If you look at the use of barrels strictly from a financial standpoint, it becomes very hard to justify the numbers, especially as your bottle price decreases. For instance, if you were to purchase a nice $1,000 oak barrel and stick 60 gallons of wine in that barrel it would add over $16 per gallon to the cost of your wine. That’s nearly $40 per case of additional cost to your product. Now some of you might make the argument “…well wait a minute, I use that barrel multiple times and depreciate the cost over four years…” I get that, but the point remains the same – barrels add significant costs to your base wine no matter how you choose to account for it. You should really understand this when you’re the one writing the check. Barrel alternatives on the other hand are much friendlier to the bottom line and in many cases are perfectly suited to work in conjunction with barrels in your hybrid approach.
We all know that the longer a barrel has been used the less you are going to get out of it. Aromas, flavors, textures eventually fade away with use but if maintained properly, the barrel itself remains a valuable storage vessel and nice “oxidative chamber” where wines can be allowed to evolve and mature gracefully. For those winemakers that want to stay in barrels but don’t want to pony up for a fresh batch of new barrels every year there are several options. Barrel inserts where the head is popped off the barrel and an oak stave system is installed inside provides the refreshment of oak flavors at a fraction of what a new barrel might cost you. There are also products that are inserted through the bung of the barrel which provide similar benefits without requiring the removal of the barrel head.

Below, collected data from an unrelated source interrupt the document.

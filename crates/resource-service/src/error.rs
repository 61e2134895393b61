use thiserror::Error;

/// Exposes backend status code, if failure carries one
pub trait StatusError: std::error::Error {
    fn status(&self) -> Option<u16>;

    fn is_not_found(&self) -> bool {
        self.status() == Some(404)
    }
}

/// Operation which produced an [`Error`]
#[derive(Clone, Copy, Debug, PartialEq, Eq)]
pub enum Operation {
    Retrieve,
    Create,
    Update,
    Delete,
}

/// Operation-shaped failure, wrapping static message and original cause
#[derive(Error, Debug)]
pub enum Error<E> {
    #[error("{message}")]
    Retrieval {
        message: &'static str,
        #[source]
        source: E,
    },
    #[error("{message}")]
    Creation {
        message: &'static str,
        #[source]
        source: E,
    },
    #[error("{message}")]
    Update {
        message: &'static str,
        #[source]
        source: E,
    },
    #[error("{message}")]
    Deletion {
        message: &'static str,
        #[source]
        source: E,
    },
}

impl<E> Error<E> {
    pub fn operation(&self) -> Operation {
        match self {
            Self::Retrieval { .. } => Operation::Retrieve,
            Self::Creation { .. } => Operation::Create,
            Self::Update { .. } => Operation::Update,
            Self::Deletion { .. } => Operation::Delete,
        }
    }

    pub fn message(&self) -> &'static str {
        match self {
            Self::Retrieval { message, .. }
            | Self::Creation { message, .. }
            | Self::Update { message, .. }
            | Self::Deletion { message, .. } => *message,
        }
    }

    pub fn cause(&self) -> &E {
        match self {
            Self::Retrieval { source, .. }
            | Self::Creation { source, .. }
            | Self::Update { source, .. }
            | Self::Deletion { source, .. } => source,
        }
    }

    pub fn into_cause(self) -> E {
        match self {
            Self::Retrieval { source, .. }
            | Self::Creation { source, .. }
            | Self::Update { source, .. }
            | Self::Deletion { source, .. } => source,
        }
    }
}
pub type Result<T, E> = std::result::Result<T, Error<E>>;
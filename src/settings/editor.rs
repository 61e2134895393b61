use super::{Settings, SettingsBackend, SettingsForm, SettingsService, UPDATE_MESSAGE};
use crate::{
    error::{Error, Result},
    notify::Notifications,
    state::{StateStore, StateUpdate},
};
use std::sync::atomic::{AtomicBool, Ordering};

/// Settings as loaded, plus form derived from them
#[derive(Clone, Debug, PartialEq)]
pub struct SettingsView {
    pub settings: Settings,
    pub form: SettingsForm,
}

/// Reads and writes back settings on behalf of the user
pub struct SettingsEditor<'s, B, N> {
    service: SettingsService<B>,
    state: &'s StateStore,
    notifications: N,
    action_in_progress: AtomicBool,
}

impl<'s, B, N> SettingsEditor<'s, B, N>
where
    B: SettingsBackend,
    N: Notifications,
{
    pub fn new(service: SettingsService<B>, state: &'s StateStore, notifications: N) -> Self {
        Self {
            service,
            state,
            notifications,
            action_in_progress: AtomicBool::new(false),
        }
    }

    pub fn service(&self) -> &SettingsService<B> {
        &self.service
    }

    pub fn notifications(&self) -> &N {
        &self.notifications
    }

    pub fn is_action_in_progress(&self) -> bool {
        self.action_in_progress.load(Ordering::SeqCst)
    }

    pub async fn load(&self) -> Result<SettingsView> {
        match self.service.settings().await {
            Ok(settings) => Ok(SettingsView {
                form: SettingsForm::from_settings(&settings),
                settings,
            }),
            Err(e) => {
                self.notifications.error("Failure", &e, e.message());
                Err(e.into())
            }
        }
    }

    /// Applies form values and writes full settings object back
    pub async fn save(&self, view: &mut SettingsView) -> Result<()> {
        view.form.apply_to(&mut view.settings);
        self.action_in_progress.store(true, Ordering::SeqCst);
        let result = self.update_settings(view).await;
        self.action_in_progress.store(false, Ordering::SeqCst);
        result
    }

    /// Adds label from form's label fields
    pub async fn add_filtered_label(&self, view: &mut SettingsView) -> Result<()> {
        let label = view.form.filtered_label();
        view.settings.black_listed_labels.push(label);
        self.update_settings(view).await
    }

    pub async fn remove_filtered_label(&self, view: &mut SettingsView, index: usize) -> Result<()> {
        if index >= view.settings.black_listed_labels.len() {
            return Err(Error::NoSuchLabel(index));
        }
        view.settings.black_listed_labels.remove(index);
        self.update_settings(view).await
    }

    async fn update_settings(&self, view: &mut SettingsView) -> Result<()> {
        let stored = match self.service.update(&view.settings).await {
            Ok(stored) => stored,
            Err(e) => {
                self.notifications.error("Failure", &e, UPDATE_MESSAGE);
                return Err(e.into());
            }
        };
        self.notifications.success("Settings updated");
        for update in StateUpdate::from_settings(&stored) {
            self.state.apply(update);
        }
        self.state.flush()?;
        *view = self.load().await?;
        Ok(())
    }
}
use chrono::{Duration, NaiveDateTime, NaiveTime};
use std::collections::HashMap;

use crate::models::Task;

/// Minutes before a task's start time that its alarm fires.
pub const LEAD_MINUTES: i64 = 5;

/// Host notification permission. Everything except `Granted` is an
/// equivalent no-arm state.
#[derive(Debug, Clone, Copy, PartialEq, Eq)]
pub enum Permission {
    Granted,
    Denied,
    Undetermined,
    Unsupported,
}

/// Delivery seam for notifications. `permission` takes `&mut self` because
/// the first call may lazily request permission from the host environment.
pub trait Notifier {
    fn permission(&mut self) -> Permission;
    fn notify(&mut self, title: &str, body: &str);
}

/// Prints notifications to stdout. Permission is always granted; this is
/// the delivery path for the foreground `watch` loop.
#[derive(Debug, Default)]
pub struct ConsoleNotifier;

impl Notifier for ConsoleNotifier {
    fn permission(&mut self) -> Permission {
        Permission::Granted
    }

    fn notify(&mut self, title: &str, body: &str) {
        println!("🔔 {title} — {body}");
    }
}

/// No-op notifier for environments without a notification capability.
#[derive(Debug, Default)]
pub struct NullNotifier;

impl Notifier for NullNotifier {
    fn permission(&mut self) -> Permission {
        Permission::Unsupported
    }

    fn notify(&mut self, _title: &str, _body: &str) {}
}

#[derive(Debug, Clone)]
struct Alarm {
    fire_at: NaiveDateTime,
    title: String,
    start_time: String,
}

/// One-shot alarms keyed by task id.
///
/// Each task owns at most one handle. `rearm` always cancels the existing
/// handle before evaluating eligibility, so two rapid edits of the same task
/// can never double-fire. A fired alarm is gone until a future mutation
/// re-arms it.
#[derive(Debug, Default)]
pub struct NotificationScheduler {
    armed: HashMap<String, Alarm>,
}

impl NotificationScheduler {
    pub fn new() -> Self {
        Self::default()
    }

    /// The wall-clock instant the task's alarm should fire: `date` +
    /// `start_time` − 5 minutes. `None` when the task has no start time or
    /// the time string is malformed.
    pub fn fire_time(task: &Task) -> Option<NaiveDateTime> {
        let start = task.start_time.as_deref()?;
        let time = NaiveTime::parse_from_str(start, "%H:%M").ok()?;
        Some(task.date.and_time(time) - Duration::minutes(LEAD_MINUTES))
    }

    /// Re-evaluate a task's alarm after a mutation. Cancels any existing
    /// handle, then arms only when the task wants notifications, has a
    /// parseable start time, the fire time is still ahead of `now`, and the
    /// notifier's permission is granted.
    pub fn rearm(&mut self, task: &Task, now: NaiveDateTime, notifier: &mut dyn Notifier) {
        self.armed.remove(&task.id);

        if !task.notifications {
            return;
        }
        let Some(fire_at) = Self::fire_time(task) else {
            return;
        };
        if fire_at <= now {
            return;
        }
        if notifier.permission() != Permission::Granted {
            return;
        }

        let start_time = task.start_time.clone().unwrap_or_default();
        self.armed.insert(
            task.id.clone(),
            Alarm {
                fire_at,
                title: task.title.clone(),
                start_time,
            },
        );
    }

    /// Drop the alarm for a deleted (or edited-away) task.
    pub fn disarm(&mut self, task_id: &str) {
        self.armed.remove(task_id);
    }

    pub fn is_armed(&self, task_id: &str) -> bool {
        self.armed.contains_key(task_id)
    }

    pub fn armed_fire_time(&self, task_id: &str) -> Option<NaiveDateTime> {
        self.armed.get(task_id).map(|a| a.fire_at)
    }

    /// Fire every alarm whose time has come, exactly once each. Returns the
    /// number of notifications delivered.
    pub fn poll(&mut self, now: NaiveDateTime, notifier: &mut dyn Notifier) -> usize {
        let due: Vec<String> = self
            .armed
            .iter()
            .filter(|(_, alarm)| alarm.fire_at <= now)
            .map(|(id, _)| id.clone())
            .collect();

        for id in &due {
            if let Some(alarm) = self.armed.remove(id) {
                notifier.notify(
                    &format!("Upcoming Task: {}", alarm.title),
                    &format!("Starts at {}", alarm.start_time),
                );
            }
        }
        due.len()
    }
}

#[cfg(test)]
mod tests {
    use super::*;
    use crate::models::{Priority, Status};
    use chrono::{NaiveDate, TimeZone, Utc};

    struct RecordingNotifier {
        permission: Permission,
        permission_requests: usize,
        delivered: Vec<(String, String)>,
    }

    impl RecordingNotifier {
        fn granted() -> Self {
            Self {
                permission: Permission::Granted,
                permission_requests: 0,
                delivered: Vec::new(),
            }
        }

        fn with(permission: Permission) -> Self {
            Self {
                permission,
                ..Self::granted()
            }
        }
    }

    impl Notifier for RecordingNotifier {
        fn permission(&mut self) -> Permission {
            self.permission_requests += 1;
            self.permission
        }

        fn notify(&mut self, title: &str, body: &str) {
            self.delivered.push((title.to_string(), body.to_string()));
        }
    }

    fn task_at(id: &str, date: NaiveDate, start_time: Option<&str>, notifications: bool) -> Task {
        Task {
            id: id.to_string(),
            title: "Sync".to_string(),
            description: String::new(),
            date,
            status: Status::ToDo,
            priority: Priority::Medium,
            time_spent: 0,
            created_at: Utc.with_ymd_and_hms(2024, 7, 1, 0, 0, 0).unwrap(),
            emoji: None,
            start_time: start_time.map(str::to_string),
            end_time: None,
            subtasks: Vec::new(),
            notifications,
        }
    }

    fn at(date: NaiveDate, h: u32, m: u32) -> NaiveDateTime {
        date.and_hms_opt(h, m, 0).unwrap()
    }

    fn july_20() -> NaiveDate {
        NaiveDate::from_ymd_opt(2024, 7, 20).unwrap()
    }

    #[test]
    fn arms_five_minutes_before_start() {
        let mut scheduler = NotificationScheduler::new();
        let mut notifier = RecordingNotifier::granted();
        let task = task_at("t", july_20(), Some("14:00"), true);

        scheduler.rearm(&task, at(july_20(), 9, 0), &mut notifier);
        assert_eq!(
            scheduler.armed_fire_time("t"),
            Some(at(july_20(), 13, 55))
        );
    }

    #[test]
    fn fires_once_then_stays_silent() {
        let mut scheduler = NotificationScheduler::new();
        let mut notifier = RecordingNotifier::granted();
        let task = task_at("t", july_20(), Some("14:00"), true);
        scheduler.rearm(&task, at(july_20(), 9, 0), &mut notifier);

        assert_eq!(scheduler.poll(at(july_20(), 13, 54), &mut notifier), 0);
        assert_eq!(scheduler.poll(at(july_20(), 13, 55), &mut notifier), 1);
        // Terminal until re-armed.
        assert_eq!(scheduler.poll(at(july_20(), 13, 56), &mut notifier), 0);

        assert_eq!(
            notifier.delivered,
            vec![("Upcoming Task: Sync".to_string(), "Starts at 14:00".to_string())]
        );
    }

    #[test]
    fn rearm_cancels_the_previous_alarm() {
        let mut scheduler = NotificationScheduler::new();
        let mut notifier = RecordingNotifier::granted();
        let now = at(july_20(), 9, 0);

        let task = task_at("t", july_20(), Some("14:00"), true);
        scheduler.rearm(&task, now, &mut notifier);

        // Rapid second edit moves the start time; the old handle must go.
        let mut edited = task.clone();
        edited.start_time = Some("16:00".to_string());
        scheduler.rearm(&edited, now, &mut notifier);

        assert_eq!(scheduler.poll(at(july_20(), 13, 55), &mut notifier), 0);
        assert_eq!(scheduler.poll(at(july_20(), 15, 55), &mut notifier), 1);
        assert_eq!(notifier.delivered.len(), 1);
    }

    #[test]
    fn edit_away_from_eligibility_disarms() {
        let mut scheduler = NotificationScheduler::new();
        let mut notifier = RecordingNotifier::granted();
        let now = at(july_20(), 9, 0);

        let task = task_at("t", july_20(), Some("14:00"), true);
        scheduler.rearm(&task, now, &mut notifier);
        assert!(scheduler.is_armed("t"));

        let mut muted = task.clone();
        muted.notifications = false;
        scheduler.rearm(&muted, now, &mut notifier);
        assert!(!scheduler.is_armed("t"));
    }

    #[test]
    fn only_granted_permission_arms() {
        for permission in [
            Permission::Denied,
            Permission::Undetermined,
            Permission::Unsupported,
        ] {
            let mut scheduler = NotificationScheduler::new();
            let mut notifier = RecordingNotifier::with(permission);
            let task = task_at("t", july_20(), Some("14:00"), true);
            scheduler.rearm(&task, at(july_20(), 9, 0), &mut notifier);
            assert!(!scheduler.is_armed("t"), "{permission:?} must not arm");
        }
    }

    #[test]
    fn past_fire_time_does_not_arm() {
        let mut scheduler = NotificationScheduler::new();
        let mut notifier = RecordingNotifier::granted();
        let task = task_at("t", july_20(), Some("14:00"), true);

        scheduler.rearm(&task, at(july_20(), 13, 55), &mut notifier);
        assert!(!scheduler.is_armed("t"));
    }

    #[test]
    fn no_start_time_means_inert() {
        let mut scheduler = NotificationScheduler::new();
        let mut notifier = RecordingNotifier::granted();
        let task = task_at("t", july_20(), None, true);

        scheduler.rearm(&task, at(july_20(), 9, 0), &mut notifier);
        assert!(!scheduler.is_armed("t"));
        // Eligibility checks run before the permission request.
        assert_eq!(notifier.permission_requests, 0);
    }

    #[test]
    fn disarm_on_delete() {
        let mut scheduler = NotificationScheduler::new();
        let mut notifier = RecordingNotifier::granted();
        let task = task_at("t", july_20(), Some("14:00"), true);
        scheduler.rearm(&task, at(july_20(), 9, 0), &mut notifier);

        scheduler.disarm("t");
        assert_eq!(scheduler.poll(at(july_20(), 23, 0), &mut notifier), 0);
    }
}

Another approach would be to add the desired oak aromas, flavors, textures in tank with barrel alternatives prior to barreling down utilizing the neutral barrel as a storage/aging vessel only. One could pre-oak red wines and once the oak has extracted nicely and you are happy with the profile, barrel them down to allow the oak to fully integrate while the wine evolves in barrel. A winemaker could also choose to ferment their chardonnay on oak in tank then immediately barrel all, or a portion of it down for ML taking most of the suspended lees for later sur-lie aging and stirring. The oak is already in the wine but the weight and complexity from ML in barrel with sur-lie aging may create a higher quality or simply a more interesting wine or blend component.
Yet another approach that works well and is the most common is when the Winemaker ferments, ages, and finishes an appropriate portion of their wine program in tank with barrel alternatives and/or micro-oxygenation alongside a barrel program, the size of which more than likely determined by bottle price, then blends the two programs together to hit a specific wine style and target blend cost. This approach works well when quality barrel alternatives as well as quality barrels are used and can create more complex, multi-layered wines.
When faced with the choice of barrels vs. barrel alternatives, a winemaker shouldn’t necessarily look at this as an all or nothing proposition. A hybrid approach to oaking your wines may be the perfect balance between cost, quality, and winemaking tradition and still allow for a few pretty barrels that look and smell good.
-Jason Dodge, Managing Director, Winemaking.